Records shown:
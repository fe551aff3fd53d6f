//! Transaction repository implementation.
//!
//! The upsert here is the idempotency anchor of the whole pipeline: rows
//! conflict on the stable dedup key and existing rows are never touched,
//! so re-syncing any window is safe.

use async_trait::async_trait;
use chrono::NaiveDate;
use sqlx::{Pool, Postgres, Row};
use uuid::Uuid;

use finsync_core::{
    defaults, new_v7, Error, NewTransaction, Result, Transaction, TransactionRepository,
    TransactionStatus,
};

/// PostgreSQL implementation of TransactionRepository.
pub struct PgTransactionRepository {
    pool: Pool<Postgres>,
}

impl PgTransactionRepository {
    /// Create a new PgTransactionRepository with the given connection pool.
    pub fn new(pool: Pool<Postgres>) -> Self {
        Self { pool }
    }

    fn status_to_str(status: TransactionStatus) -> &'static str {
        match status {
            TransactionStatus::Pending => "pending",
            TransactionStatus::Posted => "posted",
        }
    }

    fn str_to_status(s: &str) -> TransactionStatus {
        match s {
            "pending" => TransactionStatus::Pending,
            "posted" => TransactionStatus::Posted,
            _ => TransactionStatus::Posted, // fallback
        }
    }

    fn parse_row(row: sqlx::postgres::PgRow) -> Transaction {
        Transaction {
            id: row.get("id"),
            account_id: row.get("account_id"),
            tenant_id: row.get("tenant_id"),
            dedup_key: row.get("dedup_key"),
            amount: row.get("amount"),
            currency: row.get("currency"),
            date: row.get("date"),
            name: row.get("name"),
            status: Self::str_to_status(row.get("status")),
            category: row.get("category"),
            counterparty_name: row.get("counterparty_name"),
            notified: row.get("notified"),
            created_at: row.get("created_at"),
        }
    }

    /// Upsert one batch (at most [`defaults::UPSERT_BATCH_SIZE`] rows)
    /// via UNNEST arrays, returning newly inserted ids.
    async fn upsert_chunk(&self, rows: &[NewTransaction]) -> Result<Vec<Uuid>> {
        let ids: Vec<Uuid> = rows.iter().map(|_| new_v7()).collect();
        let account_ids: Vec<Uuid> = rows.iter().map(|r| r.account_id).collect();
        let tenant_ids: Vec<Uuid> = rows.iter().map(|r| r.tenant_id).collect();
        let dedup_keys: Vec<String> = rows.iter().map(|r| r.dedup_key.clone()).collect();
        let amounts: Vec<f64> = rows.iter().map(|r| r.amount).collect();
        let currencies: Vec<String> = rows.iter().map(|r| r.currency.clone()).collect();
        let dates: Vec<NaiveDate> = rows.iter().map(|r| r.date).collect();
        let names: Vec<String> = rows.iter().map(|r| r.name.clone()).collect();
        let statuses: Vec<String> = rows
            .iter()
            .map(|r| Self::status_to_str(r.status).to_string())
            .collect();
        let categories: Vec<Option<String>> = rows.iter().map(|r| r.category.clone()).collect();
        let counterparties: Vec<Option<String>> =
            rows.iter().map(|r| r.counterparty_name.clone()).collect();
        let notified: Vec<bool> = rows.iter().map(|r| r.notified).collect();

        let inserted = sqlx::query_scalar::<_, Uuid>(
            "INSERT INTO transactions
                 (id, account_id, tenant_id, dedup_key, amount, currency, date,
                  name, status, category, counterparty_name, notified)
             SELECT id, account_id, tenant_id, dedup_key, amount, currency, date,
                    name, status::transaction_status, category, counterparty_name, notified
             FROM UNNEST($1::uuid[], $2::uuid[], $3::uuid[], $4::text[], $5::float8[],
                         $6::text[], $7::date[], $8::text[], $9::text[], $10::text[],
                         $11::text[], $12::bool[])
                  AS t(id, account_id, tenant_id, dedup_key, amount, currency, date,
                       name, status, category, counterparty_name, notified)
             ON CONFLICT (dedup_key) DO NOTHING
             RETURNING id",
        )
        .bind(&ids)
        .bind(&account_ids)
        .bind(&tenant_ids)
        .bind(&dedup_keys)
        .bind(&amounts)
        .bind(&currencies)
        .bind(&dates)
        .bind(&names)
        .bind(&statuses)
        .bind(&categories)
        .bind(&counterparties)
        .bind(&notified)
        .fetch_all(&self.pool)
        .await
        .map_err(Error::Database)?;

        Ok(inserted)
    }
}

#[async_trait]
impl TransactionRepository for PgTransactionRepository {
    async fn upsert_batch(&self, rows: &[NewTransaction]) -> Result<Vec<Uuid>> {
        let mut new_ids = Vec::new();
        for chunk in rows.chunks(defaults::UPSERT_BATCH_SIZE) {
            new_ids.extend(self.upsert_chunk(chunk).await?);
        }
        Ok(new_ids)
    }

    async fn fetch_unembedded(&self, ids: &[Uuid]) -> Result<Vec<Transaction>> {
        let rows = sqlx::query(
            "SELECT t.id, t.account_id, t.tenant_id, t.dedup_key, t.amount, t.currency,
                    t.date, t.name, t.status::text, t.category, t.counterparty_name,
                    t.notified, t.created_at
             FROM transactions t
             WHERE t.id = ANY($1)
               AND NOT EXISTS (
                   SELECT 1 FROM transaction_embeddings e WHERE e.transaction_id = t.id
               )
             ORDER BY t.date ASC, t.id ASC",
        )
        .bind(ids)
        .fetch_all(&self.pool)
        .await
        .map_err(Error::Database)?;

        Ok(rows.into_iter().map(Self::parse_row).collect())
    }

    async fn mark_notified(&self, tenant_id: Uuid) -> Result<i64> {
        let result = sqlx::query(
            "UPDATE transactions SET notified = true
             WHERE tenant_id = $1 AND notified = false",
        )
        .bind(tenant_id)
        .execute(&self.pool)
        .await
        .map_err(Error::Database)?;
        Ok(result.rows_affected() as i64)
    }
}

What is expected: Please return every line of the records that contains the word "UNNEST".

Solved exercise:
    /// via UNNEST arrays, returning newly inserted ids.
             FROM UNNEST($1::uuid[], $2::uuid[], $3::uuid[], $4::text[], $5::float8[],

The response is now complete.